Not long after I visited Nauru, The Guardian published more than 2000 leaked incident reports that confirmed our findings and revealed a systematic pattern of abuse. In October, the UN's Committee on the Rights of the Child noted with alarm how conditions in the processing centres are "generating and exacerbating mental health issues, leading to feelings of hopelessness and often suicidal ideation."
Other UN agencies and leading NGOs who spoke out in recent months reached the same conclusion: Nauru and Manus Island processing centres must be shut immediately.
Wherever I went in Australia, I met people who thanked Amnesty International for telling the truth about their government's practices. Even those sympathetic to Canberra's aims were appalled by the now tattered shroud of secrecy it threw over their eyes.

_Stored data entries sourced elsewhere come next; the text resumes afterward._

//! Global status counters and version information.

use std::sync::atomic::{AtomicU64, Ordering};
use std::sync::Arc;
use std::time::Instant;

use serde::Serialize;
use serde_json::Value;

use crate::domains::browse::BrowseDomain;
use crate::domains::playlist::PlaylistDomain;
use crate::domains::sound::SoundDomain;
use crate::error::RegistryError;
use crate::marshal::{to_script, Returns};
use crate::namespace::Namespace;
use crate::registry::{Domain, Operation, Registry};

#[derive(Debug, Clone, PartialEq, Eq, Serialize)]
pub struct SystemStatus {
    pub resume_index: i64,
    pub resume_elapsed: u64,
    pub resume_offset: u64,
    /// Seconds since the bridge started.
    pub runtime: u64,
    /// Longest runtime seen.
    pub topruntime: u64,
    /// Directory entries held in the browse cache.
    pub dircache_size: usize,
    /// No screens are tracked; always -1.
    pub last_screen: i32,
    pub viewer_icon_count: u32,
    /// Seconds since the Unix epoch, 0 if the volume never changed.
    pub last_volume_change: u64,
}

pub struct SystemDomain {
    version: String,
    started: Instant,
    top_runtime: AtomicU64,
    playlist: Arc<PlaylistDomain>,
    browse: Arc<BrowseDomain>,
    sound: Arc<SoundDomain>,
}

impl SystemDomain {
    pub fn new(
        version: impl Into<String>,
        playlist: Arc<PlaylistDomain>,
        browse: Arc<BrowseDomain>,
        sound: Arc<SoundDomain>,
    ) -> Self {
        Self {
            version: version.into(),
            started: Instant::now(),
            top_runtime: AtomicU64::new(0),
            playlist,
            browse,
            sound,
        }
    }

    pub fn version(&self) -> &str {
        &self.version
    }

    pub async fn status(&self) -> SystemStatus {
        let runtime = self.started.elapsed().as_secs();
        let topruntime = self.top_runtime.fetch_max(runtime, Ordering::AcqRel).max(runtime);
        let resume = self.playlist.lock().await.resume;
        SystemStatus {
            resume_index: resume.index,
            resume_elapsed: resume.elapsed,
            resume_offset: resume.offset,
            runtime,
            topruntime,
            dircache_size: self.browse.cached_entries(),
            last_screen: -1,
            viewer_icon_count: 0,
            last_volume_change: self.sound.last_volume_change(),
        }
    }
}

/// Register `system.*` and return its namespace.
pub fn register(registry: &Registry, system: Arc<SystemDomain>) -> Result<Namespace, RegistryError> {
    let domain = system.clone();
    registry.register(
        Operation::task(Domain::System, "getGlobalStatus", move |_| {
            let system = domain.clone();
            async move { to_script(&system.status().await) }
        })
        .returns(Returns::Record("SystemStatus")),
    )?;

    registry.register(
        Operation::inline(Domain::System, "getRockboxVersion", move |_| {
            Ok(Value::from(system.version()))
        })
        .returns(Returns::Str),
    )?;

    Ok(Namespace::new()
        .method("getGlobalStatus", "system.getGlobalStatus")
        .method("getRockboxVersion", "system.getRockboxVersion")
        .under("system"))
}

They deserve to know why people seeking refuge are being harmed in the name of strong border protection, when no border control practices should rely on a system of torture.
Globally, Australia faces a crisis of credibility. The government wants a seat on the UN Human Rights Council. But as the reaction to our report shows, few believe it is suited to lead on human rights. "Australia's inhumane imprisonment of desperate people," The New York Times editorial board wrote last month, "is a disgrace."
The Australian government has a clear choice before it. It can either pull back, change course, and recover Australia's standing as a country that protects human rights - or it can decide to be known as a country that deliberately and systematically abuses thousands of people.